Welcome to David Sandor Sign in | Join | Help
in Search
Home Blogs

Professional Software Architecture

IpCop (IP Chains) mapping an internal IP to an external alias for outbound masquerading

The issue is this: 

You configure an IP Tables firewall with multiple static public IP's.  By default all outbound trafic masquerades as the DEFAULT ip.  In some cases you want outbound traffic to be mapped out from a particular external static IP other than the default IP.

I found the answer in the post at this link, but I wanted to republish it here so that it is easier for me to find ;)
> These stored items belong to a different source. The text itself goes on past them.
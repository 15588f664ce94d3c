//! FileCheckpointStore - JSON checkpoint file

use std::fs;
use std::io::ErrorKind as IoErrorKind;
use std::path::{Path, PathBuf};

use chrono::{DateTime, Utc};
use contracts::{CheckpointStore, ContractError};
use serde::{Deserialize, Serialize};
use tracing::debug;

#[derive(Debug, Serialize, Deserialize)]
struct CheckpointFile {
    position: String,
    committed_at: DateTime<Utc>,
}

/// Stores the last committed position in a JSON file
///
/// Commits write a sibling temp file and rename it over the target, so a
/// crash never leaves a half-written checkpoint.
#[derive(Debug, Clone)]
pub struct FileCheckpointStore {
    name: String,
    path: PathBuf,
}

impl FileCheckpointStore {
    pub fn new(path: impl Into<PathBuf>) -> Self {
        let path = path.into();
        Self {
            name: format!("file:{}", path.display()),
            path,
        }
    }

    pub fn path(&self) -> &Path {
        &self.path
    }

    fn temp_path(&self) -> PathBuf {
        let mut file_name = self
            .path
            .file_name()
            .map(|name| name.to_os_string())
            .unwrap_or_default();
        file_name.push(".tmp");
        self.path.with_file_name(file_name)
    }
}

fn unavailable(action: &str, path: &Path, err: std::io::Error) -> ContractError {
    ContractError::store_unavailable(format!("{action} {}: {err}", path.display()))
}

impl CheckpointStore for FileCheckpointStore {
    fn name(&self) -> &str {
        &self.name
    }

    fn commit(&self, position: &str) -> Result<(), ContractError> {
        let contents = serde_json::to_vec_pretty(&CheckpointFile {
            position: position.to_string(),
            committed_at: Utc::now(),
        })
        .map_err(|e| ContractError::store_corrupt(format!("cannot encode checkpoint: {e}")))?;

        let temp = self.temp_path();
        fs::write(&temp, contents).map_err(|e| unavailable("write", &temp, e))?;
        fs::rename(&temp, &self.path).map_err(|e| unavailable("rename", &self.path, e))?;

        debug!(store = %self.name, position, "Checkpoint committed");
        Ok(())
    }

    fn load(&self) -> Result<Option<String>, ContractError> {
        let contents = match fs::read(&self.path) {
            Ok(contents) => contents,
            Err(e) if e.kind() == IoErrorKind::NotFound => return Ok(None),
            Err(e) => return Err(unavailable("read", &self.path, e)),
        };

        let file: CheckpointFile = serde_json::from_slice(&contents).map_err(|e| {
            ContractError::store_corrupt(format!("{}: {e}", self.path.display()))
        })?;
        Ok(Some(file.position))
    }
}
http://www.the-scream.co.uk/forums/showthread.php?t=11460


Code:
cd /etc/rc.d
cp rc.firewall rc.firewall_original
vi rc.firewall

look for the 'MASQUERADE' line, it's prolly around line 82 and looks like

Code:
         # Allow IPSec
         /sbin/iptables -A RED -p 47  -i $IFACE -j ACCEPT
         /sbin/iptables -A RED -p 50  -i $IFACE -j ACCEPT
         /sbin/iptables -A RED -p 51  -i $IFACE -j ACCEPT
         /sbin/iptables -A RED -p udp -i $IFACE --sport 500 --dport 500 -j ACCEPT

         # Outgoing masquerading
          /sbin/iptables -t nat -A RED -o $IFACE -j MASQUERADE

the fix we need to do is put specific rules in before the

/sbin/iptables -t nat -A RED -o $IFACE -j MASQUERADE

line,.

something like

Code:
/sbin/iptables -t nat -A RED -s aa.bb.cc.dd -o $IFACE -j SNAT --to-source ee.ff.gg.hh

where aa.bb.cc.dd is the internal IP and ee.ff.gg.hh is one of your owned alias IPs, of course you can add multiple of these snat lines before the 'default' MASQ thing

I am not an iptables expert but I would guess you can futher refine the matching for the snat

file should look something like

Code:
         # Allow IPSec
         /sbin/iptables -A RED -p 47  -i $IFACE -j ACCEPT
         /sbin/iptables -A RED -p 50  -i $IFACE -j ACCEPT
         /sbin/iptables -A RED -p 51  -i $IFACE -j ACCEPT
         /sbin/iptables -A RED -p udp -i $IFACE --sport 500 --dport 500 -j ACCEPT

#silver made me doit http://www.the-scream.co.uk/forums/t11460.html

/sbin/iptables -t nat -A RED -s aa.bb.cc.dd -o $IFACE -j SNAT --to-source ee.ff.gg.hh

         # Outgoing masquerading
          /sbin/iptables -t nat -A RED -o $IFACE -j MASQUERADE

some referances so you can see where I went wrong

http://www.siliconvalleyccie.com/lin...m#_Toc57743584

http://www.mandrakesecure.net/en/doc...inuxdoc-6.html

once you are happy reboot the box,. if it breaks then put back the original file or re-install IPCop..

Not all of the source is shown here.